TASK DESCRIPTION. Sort through the material below and copy each line with "ResultItem".
---
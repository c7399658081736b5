use axum::{
    extract::{
        rejection::{JsonRejection, PathRejection, QueryRejection},
        Path, Query, State,
    },
    http::StatusCode,
    Extension, Json,
};
use serde::Deserialize;
use uuid::Uuid;
use waypoint_core::{
    FavoriteLocationEntry, FavoritePayload, HistorySearch, Location, LocationPayload,
    RecentLocationEntry,
};

use crate::middleware::{CurrentUser, RequestId};

use super::{
    map_history_error, map_rejection, normalize_limit, ApiError, ApiResponse, AppState,
};

#[derive(Debug, Deserialize)]
pub(super) struct RecentQuery {
    pub limit: Option<usize>,
}

#[derive(Debug, Deserialize)]
pub(super) struct SearchQuery {
    pub q: Option<String>,
}

fn parse_location(request_id: &str, payload: LocationPayload) -> Result<Location, ApiError> {
    Location::try_from(payload)
        .map_err(|e| ApiError::new(request_id, "validation_error", e.to_string()))
}

pub(super) async fn list_recent(
    State(state): State<AppState>,
    Extension(req_id): Extension<RequestId>,
    CurrentUser(user): CurrentUser,
    params: Result<Query<RecentQuery>, QueryRejection>,
) -> Result<Json<ApiResponse<Vec<RecentLocationEntry>>>, ApiError> {
    let Query(params) = params.map_err(|e| map_rejection(req_id.0.clone(), &e))?;
    let limit = normalize_limit(params.limit, state.recents_limit);
    let recents = state
        .store
        .get_recents(user, limit)
        .await
        .map_err(|e| map_history_error(req_id.0.clone(), &e))?;
    Ok(Json(ApiResponse::new(recents, req_id.0)))
}

pub(super) async fn record_recent(
    State(state): State<AppState>,
    Extension(req_id): Extension<RequestId>,
    CurrentUser(user): CurrentUser,
    payload: Result<Json<LocationPayload>, JsonRejection>,
) -> Result<Json<ApiResponse<RecentLocationEntry>>, ApiError> {
    let Json(payload) = payload.map_err(|e| map_rejection(req_id.0.clone(), &e))?;
    let location = parse_location(&req_id.0, payload)?;
    let entry = state
        .store
        .record_usage(user, &location)
        .await
        .map_err(|e| map_history_error(req_id.0.clone(), &e))?;
    tracing::debug!(%user, usage_count = entry.usage_count, "recorded location usage");
    Ok(Json(ApiResponse::new(entry, req_id.0)))
}

pub(super) async fn list_favorites(
    State(state): State<AppState>,
    Extension(req_id): Extension<RequestId>,
    CurrentUser(user): CurrentUser,
) -> Result<Json<ApiResponse<Vec<FavoriteLocationEntry>>>, ApiError> {
    let favorites = state
        .store
        .get_favorites(user)
        .await
        .map_err(|e| map_history_error(req_id.0.clone(), &e))?;
    Ok(Json(ApiResponse::new(favorites, req_id.0)))
}

/// The icon is always derived from the name; a client-sent `icon` is ignored.
pub(super) async fn create_favorite(
    State(state): State<AppState>,
    Extension(req_id): Extension<RequestId>,
    CurrentUser(user): CurrentUser,
    payload: Result<Json<FavoritePayload>, JsonRejection>,
) -> Result<(StatusCode, Json<ApiResponse<FavoriteLocationEntry>>), ApiError> {
    let Json(payload) = payload.map_err(|e| map_rejection(req_id.0.clone(), &e))?;
    let location = parse_location(&req_id.0, payload.location)?;
    let favorite = state
        .store
        .add_favorite(user, &payload.name, &location)
        .await
        .map_err(|e| map_history_error(req_id.0.clone(), &e))?;
    tracing::info!(%user, name = %favorite.name, "favorite created");
    Ok((StatusCode::CREATED, Json(ApiResponse::new(favorite, req_id.0))))
}

pub(super) async fn delete_favorite(
    State(state): State<AppState>,
    Extension(req_id): Extension<RequestId>,
    CurrentUser(user): CurrentUser,
    id: Result<Path<Uuid>, PathRejection>,
) -> Result<StatusCode, ApiError> {
    let Path(id) = id.map_err(|e| map_rejection(req_id.0.clone(), &e))?;
    state
        .store
        .remove_favorite(user, id)
        .await
        .map_err(|e| map_history_error(req_id.0, &e))?;
    tracing::info!(%user, %id, "favorite removed");
    Ok(StatusCode::NO_CONTENT)
}

pub(super) async fn search(
    State(state): State<AppState>,
    Extension(req_id): Extension<RequestId>,
    CurrentUser(user): CurrentUser,
    params: Result<Query<SearchQuery>, QueryRejection>,
) -> Result<Json<ApiResponse<HistorySearch>>, ApiError> {
    let Query(params) = params.map_err(|e| map_rejection(req_id.0.clone(), &e))?;
    let query = params.q.unwrap_or_default();
    let found = state
        .store
        .search_by_text(user, &query)
        .await
        .map_err(|e| map_history_error(req_id.0.clone(), &e))?;
    Ok(Json(ApiResponse::new(found, req_id.0)))
}
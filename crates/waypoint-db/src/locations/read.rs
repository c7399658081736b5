//! Read operations for the location history tables.

use sqlx::PgPool;
use uuid::Uuid;

use super::types::{FavoriteLocationRow, RecentLocationRow};

/// Most-used recents first; ties go to the most recently used.
///
/// # Errors
///
/// Returns [`sqlx::Error`] if the query fails.
pub async fn list_recent_locations(
    pool: &PgPool,
    user_id: Uuid,
    limit: i64,
) -> Result<Vec<RecentLocationRow>, sqlx::Error> {
    sqlx::query_as::<_, RecentLocationRow>(
        "SELECT public_id, address, street_address, city, state, zip_code, \
                latitude, longitude, place_id, usage_count, last_used_at \
         FROM recent_locations \
         WHERE user_id = $1 \
         ORDER BY usage_count DESC, last_used_at DESC, id DESC \
         LIMIT $2",
    )
    .bind(user_id)
    .bind(limit)
    .fetch_all(pool)
    .await
}

/// Favorites in insertion order.
///
/// # Errors
///
/// Returns [`sqlx::Error`] if the query fails.
pub async fn list_favorite_locations(
    pool: &PgPool,
    user_id: Uuid,
) -> Result<Vec<FavoriteLocationRow>, sqlx::Error> {
    sqlx::query_as::<_, FavoriteLocationRow>(
        "SELECT public_id, name, icon, address, street_address, city, state, zip_code, \
                latitude, longitude, place_id, created_at \
         FROM favorite_locations \
         WHERE user_id = $1 \
         ORDER BY id",
    )
    .bind(user_id)
    .fetch_all(pool)
    .await
}

/// Recents whose normalized address contains `needle`.
///
/// `needle` must already be normalized. `strpos` is used instead of `LIKE`
/// so `%` and `_` in user input match literally.
///
/// # Errors
///
/// Returns [`sqlx::Error`] if the query fails.
pub async fn search_recent_locations(
    pool: &PgPool,
    user_id: Uuid,
    needle: &str,
) -> Result<Vec<RecentLocationRow>, sqlx::Error> {
    sqlx::query_as::<_, RecentLocationRow>(
        "SELECT public_id, address, street_address, city, state, zip_code, \
                latitude, longitude, place_id, usage_count, last_used_at \
         FROM recent_locations \
         WHERE user_id = $1 AND strpos(normalized_address, $2) > 0 \
         ORDER BY usage_count DESC, last_used_at DESC, id DESC",
    )
    .bind(user_id)
    .bind(needle)
    .fetch_all(pool)
    .await
}

/// Favorites whose name or normalized address contains `needle`.
///
/// # Errors
///
/// Returns [`sqlx::Error`] if the query fails.
pub async fn search_favorite_locations(
    pool: &PgPool,
    user_id: Uuid,
    needle: &str,
) -> Result<Vec<FavoriteLocationRow>, sqlx::Error> {
    sqlx::query_as::<_, FavoriteLocationRow>(
        "SELECT public_id, name, icon, address, street_address, city, state, zip_code, \
                latitude, longitude, place_id, created_at \
         FROM favorite_locations \
         WHERE user_id = $1 \
           AND (strpos(lower(name), $2) > 0 OR strpos(normalized_address, $2) > 0) \
         ORDER BY id",
    )
    .bind(user_id)
    .bind(needle)
    .fetch_all(pool)
    .await
}
//! Turning a picked item or a device position into a finalized location.

use waypoint_core::{Location, LocationHistoryStore, ResolvedLocation, UserId};
use waypoint_geocode::{GeocodeError, ProviderFallbackResolver};

use crate::error::ResolverError;
use crate::merge::ResultItem;

/// Resolves an item to a location.
///
/// Items that already carry coordinates are used as-is; anything else goes
/// through the fallback chain, which may hand back an unverified location.
///
/// # Errors
///
/// Returns [`ResolverError::InvalidInput`] when the item text is unusable.
pub async fn resolve_item(
    item: &ResultItem,
    geocoder: &ProviderFallbackResolver,
) -> Result<ResolvedLocation, ResolverError> {
    let location = item
        .to_location()
        .map_err(|_| ResolverError::InvalidInput(GeocodeError::InvalidQuery))?;

    if location.has_coordinates() {
        return Ok(ResolvedLocation::verified(
            location,
            item.provider().map(ToOwned::to_owned),
        ));
    }

    let mut resolved = geocoder
        .forward(&location.address)
        .await
        .map_err(ResolverError::InvalidInput)?;
    if !resolved.verified {
        // Keep what the item already knew (place id, parsed details).
        resolved.location = keep_known_fields(resolved.location, location);
    }
    Ok(resolved)
}

fn keep_known_fields(degraded: Location, known: Location) -> Location {
    Location {
        address: known.address,
        coordinates: degraded.coordinates.or(known.coordinates),
        detailed_address: known.detailed_address.or(degraded.detailed_address),
        place_id: known.place_id.or(degraded.place_id),
    }
}

/// Reverse-geocodes a device position.
///
/// # Errors
///
/// Returns [`ResolverError::InvalidInput`] for out-of-range coordinates.
pub async fn resolve_position(
    lat: f64,
    lng: f64,
    geocoder: &ProviderFallbackResolver,
) -> Result<ResolvedLocation, ResolverError> {
    geocoder
        .reverse(lat, lng)
        .await
        .map_err(ResolverError::InvalidInput)
}

/// Records the selection in history. Failures are logged, never returned:
/// a storage outage must not block the ride request.
pub async fn record_selection(store: &dyn LocationHistoryStore, user: UserId, location: &Location) {
    match store.record_usage(user, location).await {
        Ok(entry) => tracing::debug!(
            %user,
            usage_count = entry.usage_count,
            "recorded location usage"
        ),
        Err(e) => tracing::warn!(%user, error = %e, "failed to record location usage"),
    }
}

#[cfg(test)]
mod tests {
    use std::sync::Arc;

    use async_trait::async_trait;
    use chrono::Utc;
    use uuid::Uuid;
    use waypoint_core::{
        Coordinates, DetailedAddress, FavoriteIcon, FavoriteLocationEntry, InMemoryHistoryStore,
        SearchSuggestion,
    };
    use waypoint_geocode::GeocodingProvider;

    use super::*;

    struct Down;

    #[async_trait]
    impl GeocodingProvider for Down {
        fn name(&self) -> &'static str {
            "down"
        }

        async fn forward_geocode(&self, _address: &str) -> Result<Location, GeocodeError> {
            Err(GeocodeError::ProviderUnavailable {
                provider: "down".to_string(),
                reason: "HTTP 503".to_string(),
            })
        }

        async fn reverse_geocode(&self, _lat: f64, _lng: f64) -> Result<Location, GeocodeError> {
            self.forward_geocode("").await
        }
    }

    fn suggestion(address: &str, coordinates: Option<Coordinates>) -> ResultItem {
        ResultItem::Suggestion(SearchSuggestion {
            address: address.to_string(),
            place_id: Some("place-1".to_string()),
            coordinates,
            detailed_address: DetailedAddress::default(),
            provider: "mapbox".to_string(),
        })
    }

    fn down_chain() -> ProviderFallbackResolver {
        ProviderFallbackResolver::new(vec![Arc::new(Down)])
    }

    #[tokio::test]
    async fn item_with_coordinates_skips_geocoding() {
        let point = Coordinates::new(30.0, -97.0).unwrap();
        let resolved = resolve_item(&suggestion("300 Main Blvd", Some(point)), &down_chain())
            .await
            .unwrap();
        assert!(resolved.verified);
        assert_eq!(resolved.provider.as_deref(), Some("mapbox"));
        assert_eq!(resolved.location.coordinates, Some(point));
    }

    #[tokio::test]
    async fn favorite_with_coordinates_is_verified_without_provider() {
        let item = ResultItem::Favorite(FavoriteLocationEntry {
            id: Uuid::new_v4(),
            name: "Home".to_string(),
            icon: FavoriteIcon::Home,
            location: Location::new("1 Elm Rd")
                .unwrap()
                .with_coordinates(Coordinates::new(1.0, 1.0).unwrap()),
            created_at: Utc::now(),
        });
        let resolved = resolve_item(&item, &down_chain()).await.unwrap();
        assert!(resolved.verified);
        assert!(resolved.provider.is_none());
    }

    #[tokio::test]
    async fn bare_suggestion_degrades_when_all_providers_fail() {
        let resolved = resolve_item(&suggestion("300 Main Blvd", None), &down_chain())
            .await
            .unwrap();
        assert!(!resolved.verified);
        assert_eq!(resolved.location.address, "300 Main Blvd");
        assert!(resolved.location.coordinates.is_none());
        assert_eq!(resolved.location.place_id.as_deref(), Some("place-1"));
    }

    #[tokio::test]
    async fn invalid_position_is_rejected() {
        assert_eq!(
            resolve_position(120.0, 0.0, &down_chain()).await,
            Err(ResolverError::InvalidInput(GeocodeError::InvalidCoordinates {
                lat: 120.0,
                lng: 0.0
            }))
        );
    }

    #[tokio::test]
    async fn record_selection_upserts_history() {
        let store = InMemoryHistoryStore::new();
        let user = UserId(Uuid::new_v4());
        let location = Location::new("1 Elm Rd").unwrap();
        record_selection(&store, user, &location).await;
        record_selection(&store, user, &location).await;
        let recents = store.get_recents(user, 5).await.unwrap();
        assert_eq!(recents[0].usage_count, 2);
    }
}
use serde_json::json;
use uuid::Uuid;
use waypoint_core::{
    Coordinates, FavoriteIcon, HistoryError, Location, LocationHistoryStore, UserId,
};
use waypoint_resolver::HttpHistoryStore;
use wiremock::matchers::{body_partial_json, header, method, path, query_param};
use wiremock::{Mock, MockServer, ResponseTemplate};

const USER: &str = "6f1c2f0e-8d7b-4c4e-9a55-1c3f0b7d2e11";

fn user() -> UserId {
    UserId(Uuid::parse_str(USER).unwrap())
}

fn store(server: &MockServer) -> HttpHistoryStore {
    HttpHistoryStore::new(&server.uri(), Some("secret".to_string())).unwrap()
}

fn meta() -> serde_json::Value {
    json!({"request_id": "req-1", "timestamp": "2026-03-01T12:00:00Z"})
}

fn recent_json(address: &str, usage_count: u32) -> serde_json::Value {
    json!({
        "id": Uuid::new_v4(),
        "location": {
            "address": address,
            "coordinates": {"lat": 39.78, "lng": -89.65},
            "detailedAddress": {"city": "Springfield", "state": "IL"}
        },
        "usageCount": usage_count,
        "lastUsedAt": "2026-03-01T12:00:00Z"
    })
}

fn error_json(code: &str, message: &str) -> serde_json::Value {
    json!({"error": {"code": code, "message": message}, "meta": meta()})
}

fn work() -> Location {
    Location::new("100 Main St")
        .unwrap()
        .with_coordinates(Coordinates::new(39.78, -89.65).unwrap())
}

#[tokio::test]
async fn get_recents_sends_user_and_token() {
    let server = MockServer::start().await;
    Mock::given(method("GET"))
        .and(path("/api/v1/locations/recent"))
        .and(query_param("limit", "5"))
        .and(header("x-user-id", USER))
        .and(header("authorization", "Bearer secret"))
        .respond_with(ResponseTemplate::new(200).set_body_json(json!({
            "data": [recent_json("200 Main Ave", 3), recent_json("100 Main St", 1)],
            "meta": meta()
        })))
        .expect(1)
        .mount(&server)
        .await;

    let recents = store(&server).get_recents(user(), 5).await.unwrap();

    assert_eq!(recents.len(), 2);
    assert_eq!(recents[0].location.address, "200 Main Ave");
    assert_eq!(recents[0].usage_count, 3);
    assert_eq!(
        recents[0].location.detailed_address.city.as_deref(),
        Some("Springfield")
    );
}

#[tokio::test]
async fn record_usage_posts_flat_payload() {
    let server = MockServer::start().await;
    Mock::given(method("POST"))
        .and(path("/api/v1/locations/recent"))
        .and(body_partial_json(json!({
            "address": "100 Main St",
            "lat": 39.78,
            "lng": -89.65
        })))
        .respond_with(ResponseTemplate::new(200).set_body_json(json!({
            "data": recent_json("100 Main St", 2),
            "meta": meta()
        })))
        .expect(1)
        .mount(&server)
        .await;

    let entry = store(&server).record_usage(user(), &work()).await.unwrap();
    assert_eq!(entry.usage_count, 2);
}

#[tokio::test]
async fn add_favorite_conflict_is_duplicate_name() {
    let server = MockServer::start().await;
    Mock::given(method("POST"))
        .and(path("/api/v1/locations/favorites"))
        .and(body_partial_json(json!({"name": "Home", "address": "100 Main St"})))
        .respond_with(
            ResponseTemplate::new(409)
                .set_body_json(error_json("conflict", "a favorite named \"Home\" already exists")),
        )
        .expect(1)
        .mount(&server)
        .await;

    let err = store(&server)
        .add_favorite(user(), " Home ", &work())
        .await
        .unwrap_err();
    assert_eq!(err, HistoryError::DuplicateName("Home".to_string()));
}

#[tokio::test]
async fn add_favorite_parses_created_entry() {
    let server = MockServer::start().await;
    Mock::given(method("POST"))
        .and(path("/api/v1/locations/favorites"))
        .respond_with(ResponseTemplate::new(201).set_body_json(json!({
            "data": {
                "id": Uuid::new_v4(),
                "name": "Work",
                "icon": "office",
                "location": {"address": "100 Main St", "coordinates": null},
                "createdAt": "2026-03-01T12:00:00Z"
            },
            "meta": meta()
        })))
        .mount(&server)
        .await;

    let favorite = store(&server)
        .add_favorite(user(), "Work", &work())
        .await
        .unwrap();
    assert_eq!(favorite.icon, FavoriteIcon::Office);
    assert_eq!(favorite.label(), "Work (100 Main St)");
}

#[tokio::test]
async fn blank_favorite_name_never_reaches_server() {
    let server = MockServer::start().await;
    Mock::given(method("POST"))
        .respond_with(ResponseTemplate::new(201))
        .expect(0)
        .mount(&server)
        .await;

    let err = store(&server)
        .add_favorite(user(), "  ", &work())
        .await
        .unwrap_err();
    assert_eq!(err, HistoryError::InvalidName);
}

#[tokio::test]
async fn server_name_rejection_is_keyed_on_error_code() {
    let server = MockServer::start().await;
    Mock::given(method("POST"))
        .and(path("/api/v1/locations/favorites"))
        .respond_with(
            ResponseTemplate::new(400).set_body_json(error_json("invalid_name", "name too long")),
        )
        .expect(1)
        .mount(&server)
        .await;

    let err = store(&server)
        .add_favorite(user(), "Work", &work())
        .await
        .unwrap_err();
    assert_eq!(err, HistoryError::InvalidName);
}

#[tokio::test]
async fn other_bad_requests_are_invalid_location() {
    let server = MockServer::start().await;
    Mock::given(method("POST"))
        .and(path("/api/v1/locations/favorites"))
        .respond_with(ResponseTemplate::new(400).set_body_json(error_json(
            "validation_error",
            &HistoryError::InvalidName.to_string(),
        )))
        .expect(1)
        .mount(&server)
        .await;

    let err = store(&server)
        .add_favorite(user(), "Work", &work())
        .await
        .unwrap_err();
    assert_eq!(err, HistoryError::InvalidLocation);
}

#[tokio::test]
async fn remove_missing_favorite_is_not_found() {
    let server = MockServer::start().await;
    let id = Uuid::new_v4();
    Mock::given(method("DELETE"))
        .and(path(format!("/api/v1/locations/favorites/{id}")))
        .respond_with(
            ResponseTemplate::new(404).set_body_json(error_json("not_found", "favorite not found")),
        )
        .expect(1)
        .mount(&server)
        .await;

    let err = store(&server).remove_favorite(user(), id).await.unwrap_err();
    assert_eq!(err, HistoryError::NotFound);
}

#[tokio::test]
async fn remove_favorite_accepts_no_content() {
    let server = MockServer::start().await;
    Mock::given(method("DELETE"))
        .respond_with(ResponseTemplate::new(204))
        .expect(1)
        .mount(&server)
        .await;

    store(&server)
        .remove_favorite(user(), Uuid::new_v4())
        .await
        .unwrap();
}

#[tokio::test]
async fn short_search_skips_request() {
    let server = MockServer::start().await;
    Mock::given(method("GET"))
        .respond_with(ResponseTemplate::new(500))
        .expect(0)
        .mount(&server)
        .await;

    let found = store(&server).search_by_text(user(), " ma ").await.unwrap();
    assert!(found.is_empty());
}

#[tokio::test]
async fn search_returns_both_lists() {
    let server = MockServer::start().await;
    Mock::given(method("GET"))
        .and(path("/api/v1/locations/search"))
        .and(query_param("q", "Main"))
        .respond_with(ResponseTemplate::new(200).set_body_json(json!({
            "data": {"recent": [recent_json("200 Main Ave", 1)], "favorite": []},
            "meta": meta()
        })))
        .expect(1)
        .mount(&server)
        .await;

    let found = store(&server).search_by_text(user(), " Main ").await.unwrap();
    assert_eq!(found.recent.len(), 1);
    assert!(found.favorite.is_empty());
}

#[tokio::test]
async fn server_errors_are_storage_unavailable() {
    let server = MockServer::start().await;
    Mock::given(method("GET"))
        .and(path("/api/v1/locations/favorites"))
        .respond_with(ResponseTemplate::new(503).set_body_json(error_json(
            "storage_unavailable",
            "history storage unavailable",
        )))
        .mount(&server)
        .await;

    let err = store(&server).get_favorites(user()).await.unwrap_err();
    assert!(matches!(err, HistoryError::StorageUnavailable(reason) if reason.contains("503")));
}

#[tokio::test]
async fn malformed_body_is_storage_unavailable() {
    let server = MockServer::start().await;
    Mock::given(method("GET"))
        .respond_with(ResponseTemplate::new(200).set_body_string("<html>"))
        .mount(&server)
        .await;

    let err = store(&server).get_favorites(user()).await.unwrap_err();
    assert!(matches!(err, HistoryError::StorageUnavailable(_)));
}

#[tokio::test]
async fn unreachable_server_is_storage_unavailable() {
    let store = HttpHistoryStore::new("http://127.0.0.1:9", None).unwrap();
    let err = store.ping().await.unwrap_err();
    assert!(matches!(err, HistoryError::StorageUnavailable(_)));
}

#[tokio::test]
async fn ping_hits_health() {
    let server = MockServer::start().await;
    Mock::given(method("GET"))
        .and(path("/api/v1/health"))
        .respond_with(ResponseTemplate::new(200).set_body_json(json!({
            "data": {"status": "ok", "storage": "ok"},
            "meta": meta()
        })))
        .expect(1)
        .mount(&server)
        .await;

    store(&server).ping().await.unwrap();
}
---
SOLUTION TO THE EXERCISE.
use crate::merge::ResultItem;
    item: &ResultItem,
    fn suggestion(address: &str, coordinates: Option<Coordinates>) -> ResultItem {
        ResultItem::Suggestion(SearchSuggestion {
        let item = ResultItem::Favorite(FavoriteLocationEntry {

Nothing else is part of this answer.